Angolan soldiers recruited by South Africa’s apartheid government to fight against their homeland now live in squalor, forgotten and unwanted.


Without healthcare, jobs or basic services, some 3,000 Angolan-born men call home the town of Pomfret in a far-flung northern corner of South Africa on the edge of the Kalahari Desert.


Dilapidated buildings crumble by the side of the town’s sun-baked main road, water and power are cut off.


Former soldier Jose Lourenco, 69, a black Angolan, pointed to yellowing photos of ‘32 Battalion’ — his elite South African unit — in action in Angola against communist government forces.


In the 1980s, while still living in Angola, he joined the unit that had been formed to fight communism across southern Africa, including in Namibia and Zambia.


“The government should tell us what we did wrong. Why are they punishing us like this?” he said, speaking in Angolan Portuguese.


When the Cold War ended and as Pretoria ceased its shadowy wars against supposed communist threats, 32 Battalion was relocated to Pomfret with the promise that its members would be integrated into the regular South African army.


Life was initially good in the extreme northern outpost.


The town had its own public swimming pool, tennis courts and a large, well-stocked supermarket.


But the political change of the 1990s swept away the white-minority government, brought Nelson Mandela’s ANC to power and shattered the town’s sheltered existence.

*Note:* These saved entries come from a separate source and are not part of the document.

//! Referential integrity gate
//!
//! Before a donation or an association record is written, every id it
//! references must resolve to an existing record of the expected kind.
//! A miss is the caller's fault, so it is reported as a
//! [`ValidationError::MissingReferences`], never as a not-found.
//!
//! The gate only checks at write time. Later deletes of referenced records
//! are neither blocked nor cascaded.

use std::fmt;

use rusqlite::{params, Connection};
use serde::Serialize;
use tracing::warn;

use crate::core::error::{LedgerResult, ValidationError};
use crate::core::identity::{EntityId, EntityPrefix};

/// An (entity kind, id) pair that must exist
#[derive(Debug, Clone, Copy, PartialEq, Eq, Serialize)]
pub struct Reference {
    pub kind: EntityPrefix,
    pub id: EntityId,
}

impl Reference {
    pub fn new(kind: EntityPrefix, id: EntityId) -> Self {
        Self { kind, id }
    }
}

impl fmt::Display for Reference {
    fn fmt(&self, f: &mut fmt::Formatter<'_>) -> fmt::Result {
        write!(f, "{} {}", self.kind.kind(), self.id)
    }
}

/// The set of references carried by a write request
#[derive(Debug, Clone, Default, PartialEq, Eq)]
pub struct ReferenceSet {
    refs: Vec<Reference>,
}

impl ReferenceSet {
    pub fn new() -> Self {
        Self::default()
    }

    pub fn with(mut self, kind: EntityPrefix, id: EntityId) -> Self {
        self.refs.push(Reference::new(kind, id));
        self
    }

    pub fn is_empty(&self) -> bool {
        self.refs.is_empty()
    }

    pub fn iter(&self) -> impl Iterator<Item = &Reference> {
        self.refs.iter()
    }
}

/// Resolve every reference against its owning table.
///
/// Must run on the same transaction as the write it guards.
pub fn verify(conn: &Connection, refs: &ReferenceSet) -> LedgerResult<()> {
    let mut missing = Vec::new();

    for reference in refs.iter() {
        if !resolves(conn, reference)? {
            missing.push(*reference);
        }
    }

    if missing.is_empty() {
        Ok(())
    } else {
        warn!(
            missing = %missing.iter().map(|r| r.to_string()).collect::<Vec<_>>().join(", "),
            "rejecting write with unresolved references"
        );
        Err(ValidationError::MissingReferences(missing).into())
    }
}

fn resolves(conn: &Connection, reference: &Reference) -> LedgerResult<bool> {
    // An id of another kind can never resolve, whatever table it lives in
    if reference.id.prefix() != reference.kind {
        return Ok(false);
    }

    let sql = format!(
        "SELECT EXISTS(SELECT 1 FROM {} WHERE id = ?1)",
        reference.kind.table()
    );
    let exists: bool = conn.query_row(&sql, params![reference.id], |row| row.get(0))?;
    Ok(exists)
}

#[cfg(test)]
mod tests {
    use super::*;
    use crate::core::store::Store;
    use crate::entities::{Beneficiary, Disaster};

    #[test]
    fn test_empty_set_passes() {
        let store = Store::open_in_memory().unwrap();
        assert!(verify(store.connection(), &ReferenceSet::new()).is_ok());
    }

    #[test]
    fn test_existing_references_pass() {
        let mut store = Store::open_in_memory().unwrap();
        let disaster = Disaster::new("Enchente Norte");
        let beneficiary = Beneficiary::new("Abrigo Central");
        store.insert(&disaster).unwrap();
        store.insert(&beneficiary).unwrap();

        let refs = ReferenceSet::new()
            .with(EntityPrefix::Dis, disaster.id)
            .with(EntityPrefix::Ben, beneficiary.id);
        assert!(verify(store.connection(), &refs).is_ok());
    }

    #[test]
    fn test_missing_references_are_all_reported() {
        let mut store = Store::open_in_memory().unwrap();
        let disaster = Disaster::new("Enchente Norte");
        store.insert(&disaster).unwrap();

        let ghost_ben = EntityId::new(EntityPrefix::Ben);
        let ghost_dnr = EntityId::new(EntityPrefix::Dnr);
        let refs = ReferenceSet::new()
            .with(EntityPrefix::Dis, disaster.id)
            .with(EntityPrefix::Ben, ghost_ben)
            .with(EntityPrefix::Dnr, ghost_dnr);

        let err = verify(store.connection(), &refs).unwrap_err();
        assert!(err.is_validation());
        match err {
            crate::core::error::LedgerError::Validation(v) => {
                assert_eq!(v.missing_ids(), vec![ghost_ben, ghost_dnr]);
            }
            other => panic!("unexpected error: {other:?}"),
        }
    }

    #[test]
    fn test_wrong_kind_never_resolves() {
        let mut store = Store::open_in_memory().unwrap();
        let disaster = Disaster::new("Incêndio Sul");
        store.insert(&disaster).unwrap();

        // A disaster id passed where a beneficiary is expected
        let refs = ReferenceSet::new().with(EntityPrefix::Ben, disaster.id);
        assert!(verify(store.connection(), &refs).unwrap_err().is_validation());
    }
}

The battalion was disbanded in 1993 and a number of the soldiers left Pomfret along with their families.


Many of the men of Angolan heritage waived their right to be incorporated into the reformed army in return for a cash handout worth $32,000 in today’s terms.


Gradually families who had contributed to the small community began to drift away and the town started its slide into decline.


By the 2000s, the government signalled its intention to close the base in Pomfret and to relocate the remaining families. But a hard core of ex-servicemen refused to budge.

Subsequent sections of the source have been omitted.